Circadian rhythms, sleep, and metabolism

Abstract

The discovery of the genetic basis for circadian rhythms has expanded our knowledge of the temporal organization of behavior and physiology. The observations that the circadian gene network is present in most living organisms from eubacteria to humans, that most cells and tissues express autonomous clocks, and that disruption of clock genes results in metabolic dysregulation have revealed interactions between metabolism and circadian rhythms at neural, molecular, and cellular levels. A major challenge remains in understanding the interplay between brain and peripheral clocks and in determining how these interactions promote energy homeostasis across the sleep-wake cycle. In this Review, we evaluate how investigation of molecular timing may create new opportunities to understand and develop therapies for obesity and diabetes.

Figure 1. Circadian control of energy metabolism.
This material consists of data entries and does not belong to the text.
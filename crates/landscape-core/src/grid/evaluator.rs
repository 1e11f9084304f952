//! Per-cell evaluation shared by full-grid, tile and single-cell paths.
use crate::config::{EngineConfig, NormalizationMode, RoughnessOptions};
use crate::constants::RoughnessConstants;
use crate::roughness::{pool_roughness, PoolDiagnostics, TopPairs};
use crate::spectrum::{
    build_tone_spectrum, MergePolicy, PartialPool, SpectrumTemplate, ToneSpectrum, TONE_BASE,
    TONE_X, TONE_Y,
};

/// Normalisation denominators at or below this fall back to the raw value.
const NORM_EPS: f64 = 1e-12;

/// Base tone plus one x/y tone per axis sample, built once per call.
#[derive(Debug, Clone)]
pub struct PreparedSpectra {
    pub base: ToneSpectrum,
    pub x_tones: Vec<ToneSpectrum>,
    pub y_tones: Vec<ToneSpectrum>,
    base_energy: f64,
    base_max: f64,
    x_energy: Vec<f64>,
    x_max: Vec<f64>,
    y_energy: Vec<f64>,
    y_max: Vec<f64>,
    template_len: usize,
}

impl PreparedSpectra {
    pub fn new(config: &EngineConfig, template: &SpectrumTemplate, xs: &[f64], ys: &[f64]) -> Self {
        let scale = config.triad_energy.amp_scale();
        let f0 = config.base_freq;
        let base = build_tone_spectrum(f0, template, TONE_BASE, scale);
        let x_tones: Vec<ToneSpectrum> =
            xs.iter().map(|x| build_tone_spectrum(f0 * x, template, TONE_X, scale)).collect();
        let y_tones: Vec<ToneSpectrum> =
            ys.iter().map(|y| build_tone_spectrum(f0 * y, template, TONE_Y, scale)).collect();
        Self {
            base_energy: base.energy(),
            base_max: base.max_amp(),
            x_energy: x_tones.iter().map(ToneSpectrum::energy).collect(),
            x_max: x_tones.iter().map(ToneSpectrum::max_amp).collect(),
            y_energy: y_tones.iter().map(ToneSpectrum::energy).collect(),
            y_max: y_tones.iter().map(ToneSpectrum::max_amp).collect(),
            base,
            x_tones,
            y_tones,
            template_len: template.len(),
        }
    }

    pub fn width(&self) -> usize {
        self.x_tones.len()
    }

    pub fn height(&self) -> usize {
        self.y_tones.len()
    }

    pub fn template_len(&self) -> usize {
        self.template_len
    }
}

/// One evaluated cell before normalisation bookkeeping.
#[derive(Debug, Clone, Copy, Default, PartialEq)]
pub struct CellSample {
    pub raw: f64,
    pub normalized: f64,
    pub pool: PoolDiagnostics,
    pub source_len: usize,
    pub merged: usize,
}

/// Owns the pool scratch for one call; never shared across calls or threads.
pub struct CellEvaluator<'a> {
    prepared: &'a PreparedSpectra,
    constants: RoughnessConstants,
    options: &'a RoughnessOptions,
    policy: MergePolicy,
    mode: NormalizationMode,
    reference: Option<f64>,
    pool: PartialPool,
}

impl<'a> CellEvaluator<'a> {
    pub fn new(prepared: &'a PreparedSpectra, config: &'a EngineConfig) -> Self {
        Self {
            prepared,
            constants: config.constants,
            options: &config.roughness,
            policy: MergePolicy::from_options(&config.roughness),
            mode: config.normalization_mode,
            reference: None,
            pool: PartialPool::with_template_len(prepared.template_len),
        }
    }

    /// Denominator for [`NormalizationMode::Reference`].
    pub fn with_reference(mut self, reference: Option<f64>) -> Self {
        self.reference = reference;
        self
    }

    /// Raw pool roughness at local indices `(ix, iy)`.
    pub fn evaluate(&mut self, ix: usize, iy: usize, top: Option<&mut TopPairs>) -> CellSample {
        let p = self.prepared;
        self.pool.fill([&p.base, &p.x_tones[ix], &p.y_tones[iy]], &self.policy);
        let (raw, pool) = pool_roughness(&self.pool, &self.constants, self.options, top);
        CellSample {
            raw,
            normalized: self.normalize(raw, ix, iy),
            pool,
            source_len: self.pool.source_len,
            merged: self.pool.merged_count(),
        }
    }

    fn normalize(&self, raw: f64, ix: usize, iy: usize) -> f64 {
        let p = self.prepared;
        let denom = match self.mode {
            NormalizationMode::Raw => return raw,
            NormalizationMode::Energy => p.base_energy + p.x_energy[ix] + p.y_energy[iy],
            NormalizationMode::Max => {
                let m = p.base_max.max(p.x_max[ix]).max(p.y_max[iy]);
                m * m
            }
            NormalizationMode::Reference => match self.reference {
                Some(r) => r,
                None => return raw,
            },
        };
        if denom.is_finite() && denom > NORM_EPS {
            raw / denom
        } else {
            raw
        }
    }
}

/// Roughness at the configured reference point, evaluated through the same
/// pool/roughness path as grid cells.
pub(crate) fn reference_roughness(config: &EngineConfig, template: &SpectrumTemplate) -> Option<f64> {
    if config.normalization_mode != NormalizationMode::Reference {
        return None;
    }
    let rp = config.reference_point;
    let prepared = PreparedSpectra::new(config, template, &[rp.x], &[rp.y]);
    let raw_config = EngineConfig { normalization_mode: NormalizationMode::Raw, ..config.clone() };
    let mut eval = CellEvaluator::new(&prepared, &raw_config);
    let r = eval.evaluate(0, 0, None).raw;
    log::trace!("reference roughness at ({}, {}) = {r}", rp.x, rp.y);
    Some(r)
}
(A) In plants, cyanobacteria, and fungi, energy is available during the light period within the light/dark cycle, while in metazoa, alternating periods of sleep and wakefulness, closely associated with the light/dark cycle, impart cyclicity on feeding behavior and fuel utilization. (B) The master clock in the SCN sends signals to the extra-SCN regions, which in turn entrain peripheral tissues via hormonal, autonomic nervous system (ANS), and behavioral pathways in order to regulate peripheral clock control of fuel utilization and energy harvesting. Extra-SCN regions also regulate energy homeostasis by controlling cyclic energy intake and locomotor activity. Through regulation of food intake, physical activity, and metabolic processes, both brain and peripheral clocks contribute to long-term weight stability by maintaining a precise balance between energy intake and energy expenditure. A positive energy balance deposits stored energy mostly into adipose tissue, leading to obesity, while a negative energy balance results in leanness. BMR, basal metabolic rate.

Figure 2. Map of neural circuits linking SCN and extra-SCN regions important in circadian and energetic control.

CNS centers receive dual input of light and metabolic signals. Light reaches the SCN via the RHT, which in turn sends neural projections to various extra-SCN regions in the hypothalamus and brainstem that are critical for energy homeostasis and sleep, including the ARC, PVN, and ventrolateral preoptic nucleus (VLPO). The hypothalamus also receives metabolic inputs, including peptidergic hormones and nutrient metabolites, which modulate the CNS signaling. Thus signals from the exogenous environment (i.e., light) and endogenous metabolism (i.e., metabolic cues) are integrated in the CNS, the output of which in turn imparts rhythmicity on sleep and a variety of metabolic outputs, such as thermogenesis, feeding behavior, hormone secretion, and locomotor activity. IML, intermediolateral nucleus; NTS, nucleus tractus solitarius. dSPZ, dorsal subparaventricular zone; RHT, retinohypothalamic tract; vSPZ, ventral subparaventricular zone; MCH, melanocyte concentrating hormone.

Figure 3. Interactions between the molecular clock and downstream metabolic genes.

The core molecular clock consists of several transcription/translation feedback loops, including posttranscriptional regulation (yellow), that oscillate with an approximately 24-hour periodicity. CLOCK and BMAL1 heterodimerize to drive rhythmic expression of downstream target genes (shown in red), which in turn regulate diverse metabolic processes, including glucose metabolism, lipid homeostasis, and thermogenesis. Many of these clock target genes in turn reciprocally regulate the clock in response to changes in nutrient status (shown in blue) via cellular nutrient sensors (shown in orange), generating a complex network of interlocking feedback loops that fine-tune the clock and coordinate metabolic processes with the daily cycles of sleep/wakefulness and fasting/feeding. Dashed lines represent metabolic inputs; solid lines depict interactions among core clock genes, clock-controlled genes, and nutrient sensors.